Konularını Kuranı Kerim'den alan seminerler gerçekten çok faydalı oluyordu. Fakat annem siyasi yapıyı nasıl karşılamış­tı bilemiyorum. Zaten aynı mesele beni de düşündürmeye de­vam ediyordu. Safiye'nin ailesi bu siyasi yapıya birebir uyuyor­du. O hiçbir sıkıntı çekmemişti. Herşey alışkın olduğu gibiydi. Değer yargıları, hayat tarzı hemen hemen her şey uyumlu idi. Babası zaten hızlı bir Milli Görüş taraftarıydı. Resminden de an­laşılacağı üzere tipik bir Selamet taraftan, fanatik bir Erbakan Hoca hayranıydı. Bu haliyle benim babamla tek ortak yönleri sadece yufka yürekli oluşlarıydı. Bir tarafta takke ve yakasız gömlekler, diğer tarafta ise kol düğmeleri ve frenk gömlekleri vardı. Babam Konya'da Adalet Partisi il başkanıydı. Ona göre kendi si­yasi görüşü "Dava", Muharrem Amca'ya göre de Milli Görüş "Dava" idi. Tabii, konu "Dava" olunca canlarını bile fedaya hazır insanlar söz konusu oluyordu. Hangi dava olursa olsun, onun esas taraftarları daima taşıyan pozisyonda kalırlar, oradan istifade et­meyi akıllarının ucundan bile geçirmezlerdi. Eğer liderleri adla­rını akıllarında tutmuşsa, onunla avunurlardı. Kendilerinin is­men tanınmasını bir övünme vesilesi sayarlardı.

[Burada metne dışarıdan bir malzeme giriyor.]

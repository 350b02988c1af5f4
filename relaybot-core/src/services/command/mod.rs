pub mod context;
pub mod dispatcher;
pub mod language;
pub mod params;
pub mod registry;

pub use context::{CommandHandler, Context, Execution, ExternalRequestError};
pub use dispatcher::{DispatchResult, Dispatcher, Invocation, InvocationOptions};
pub use registry::{CommandRegistry, HandlerTable, RegisteredCommand};
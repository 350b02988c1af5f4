// src/repositories/mod.rs

pub mod postgres;

pub use postgres::banphrases::PostgresBanphraseRepository;
pub use postgres::commands::PostgresCommandRepository;
pub use postgres::filters::PostgresFilterRepository;
pub use postgres::logs::PostgresLogSink;
pub use postgres::transactions::{PgCommandTransaction, PgTransactionProvider};
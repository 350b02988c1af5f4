use chrono::{DateTime, Utc};
use serde::{Deserialize, Serialize};
use uuid::Uuid;
use crate::models::platform::Platform;

/// One executed (or attempted) command, as handed to the logging sink.
#[derive(Debug, Clone, Serialize, Deserialize)]
pub struct CommandExecutionRecord {
    pub execution_id: Uuid,
    pub user_id: i64,
    pub command: String,
    pub platform: Platform,
    pub channel_id: Option<i64>,
    pub executed_at: DateTime<Utc>,
    pub success: bool,
    pub invocation: String,
    pub arguments: Vec<String>,
    /// Reply text, truncated.
    pub result: Option<String>,
    pub execution_time_ms: f64,
}

/// Where an error came from, as far as the user-facing reply is concerned.
#[derive(Debug, Clone, Copy, PartialEq, Eq, Serialize, Deserialize)]
pub enum ErrorOrigin {
    /// A third-party service the command depends on failed.
    External,
    Internal,
}

#[derive(Debug, Clone, Serialize, Deserialize)]
pub struct ErrorRecord {
    pub error_id: Uuid,
    /// Subsystem tag, e.g. `Command`.
    pub kind: String,
    pub origin: ErrorOrigin,
    pub message: String,
    pub context: serde_json::Value,
    pub created_at: DateTime<Utc>,
}

/// A free-form audit line, e.g. a banphrase API denial.
#[derive(Debug, Clone, Serialize, Deserialize)]
pub struct LogEntry {
    pub tag: String,
    pub description: String,
    pub channel_id: Option<i64>,
    pub user_id: Option<i64>,
    pub created_at: DateTime<Utc>,
}

impl LogEntry {
    pub fn new(tag: &str, description: impl Into<String>, channel_id: Option<i64>, user_id: Option<i64>) -> Self {
        Self {
            tag: tag.to_string(),
            description: description.into(),
            channel_id,
            user_id,
            created_at: Utc::now(),
        }
    }
}
use std::fmt;
use std::str::FromStr;
use serde::{Deserialize, Serialize};
use crate::models::platform::Platform;

/// How the bot behaves in a channel.
#[derive(Debug, Clone, Copy, Serialize, Deserialize, PartialEq, Eq, Hash)]
pub enum ChannelMode {
    Inactive,
    #[serde(rename = "Last seen")]
    LastSeen,
    Read,
    Write,
    #[serde(rename = "VIP")]
    Vip,
    Moderator,
}

impl ChannelMode {
    /// Mode name as used in dispatch failure reasons, e.g. `channel-read`.
    pub fn reason_suffix(&self) -> &'static str {
        match self {
            ChannelMode::Inactive => "inactive",
            ChannelMode::LastSeen => "last-seen",
            ChannelMode::Read => "read",
            ChannelMode::Write => "write",
            ChannelMode::Vip => "vip",
            ChannelMode::Moderator => "moderator",
        }
    }

    /// Whether commands may be run at all in a channel with this mode.
    pub fn accepts_commands(&self) -> bool {
        !matches!(self, ChannelMode::Inactive | ChannelMode::Read)
    }
}

impl FromStr for ChannelMode {
    type Err = String;
    fn from_str(s: &str) -> Result<Self, Self::Err> {
        match s {
            "Inactive" => Ok(ChannelMode::Inactive),
            "Last seen" => Ok(ChannelMode::LastSeen),
            "Read" => Ok(ChannelMode::Read),
            "Write" => Ok(ChannelMode::Write),
            "VIP" => Ok(ChannelMode::Vip),
            "Moderator" => Ok(ChannelMode::Moderator),
            _ => Err(format!("Unknown channel mode: {}", s)),
        }
    }
}

/// What to do with a reply when the channel's moderation API cannot be reached.
#[derive(Debug, Clone, Copy, Serialize, Deserialize, PartialEq, Eq, Hash, Default)]
pub enum DowntimePolicy {
    /// Send the message unchanged.
    #[default]
    Ignore,
    /// Send the message with a warning glyph in front of it.
    Notify,
    /// Send nothing at all.
    Nothing,
    /// Reply with an explanation of why the message was withheld.
    Refuse,
    /// Send the message privately to the invoking user instead.
    Whisper,
}

impl fmt::Display for DowntimePolicy {
    fn fmt(&self, f: &mut fmt::Formatter<'_>) -> fmt::Result {
        let s = match self {
            DowntimePolicy::Ignore => "Ignore",
            DowntimePolicy::Notify => "Notify",
            DowntimePolicy::Nothing => "Nothing",
            DowntimePolicy::Refuse => "Refuse",
            DowntimePolicy::Whisper => "Whisper",
        };
        write!(f, "{}", s)
    }
}

impl FromStr for DowntimePolicy {
    type Err = String;
    fn from_str(s: &str) -> Result<Self, Self::Err> {
        match s {
            "Ignore" => Ok(DowntimePolicy::Ignore),
            "Notify" => Ok(DowntimePolicy::Notify),
            "Nothing" => Ok(DowntimePolicy::Nothing),
            "Refuse" => Ok(DowntimePolicy::Refuse),
            "Whisper" => Ok(DowntimePolicy::Whisper),
            _ => Err(format!("Unknown banphrase API downtime policy: {}", s)),
        }
    }
}

/// A chat channel on one platform.
#[derive(Debug, Clone, Serialize, Deserialize, PartialEq)]
pub struct Channel {
    pub channel_id: i64,
    pub name: String,
    pub platform: Platform,
    pub mode: ChannelMode,
    /// Whether replies in this channel may start with the invoking user's name.
    pub mention: bool,
    /// Base URL of an external moderation (banphrase) API, if the channel uses one.
    pub banphrase_api_url: Option<String>,
    pub banphrase_api_downtime: Option<DowntimePolicy>,
}

impl Channel {
    pub fn new(channel_id: i64, name: &str, platform: Platform) -> Self {
        Self {
            channel_id,
            name: name.to_string(),
            platform,
            mode: ChannelMode::Write,
            mention: true,
            banphrase_api_url: None,
            banphrase_api_downtime: None,
        }
    }
}

#[cfg(test)]
mod tests {
    use super::*;

    #[test]
    fn test_read_and_inactive_channels_reject_commands() {
        assert!(!ChannelMode::Inactive.accepts_commands());
        assert!(!ChannelMode::Read.accepts_commands());
        assert!(ChannelMode::Write.accepts_commands());
        assert!(ChannelMode::Moderator.accepts_commands());
        assert_eq!(ChannelMode::Read.reason_suffix(), "read");
    }
}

 Babam bir Demirel hayranıydı. Hayatı boyunca kır ata çok iyi bakmış, yememiş yedirmişti. İki defa milletvekilliğine adaylığını koymasına rağmen ikisinde de kaybetmişti. Çalışma zamanlarında vefalı bir dost gibi görünen kır at seçim zamanla­rında bir tuhaf oluyor, babamı tanımıyordu bile... Babam hiz­metlerine çok güvenirdi. Milli Eğitim alanında çok somut hiz­metleri vardı. Fakat siyasetin insan seçme mekanizması anlaşılır gibi değildi. Delegeler ne diyorsa o oluyordu. Halktan en yüksek oyu alması ise hiçbir şey ifade etmiyordu. Emekli ikramiyesini bile kırata tahsis eden iyi niyetli babacığım bir kere bile Kırat'a binememişti.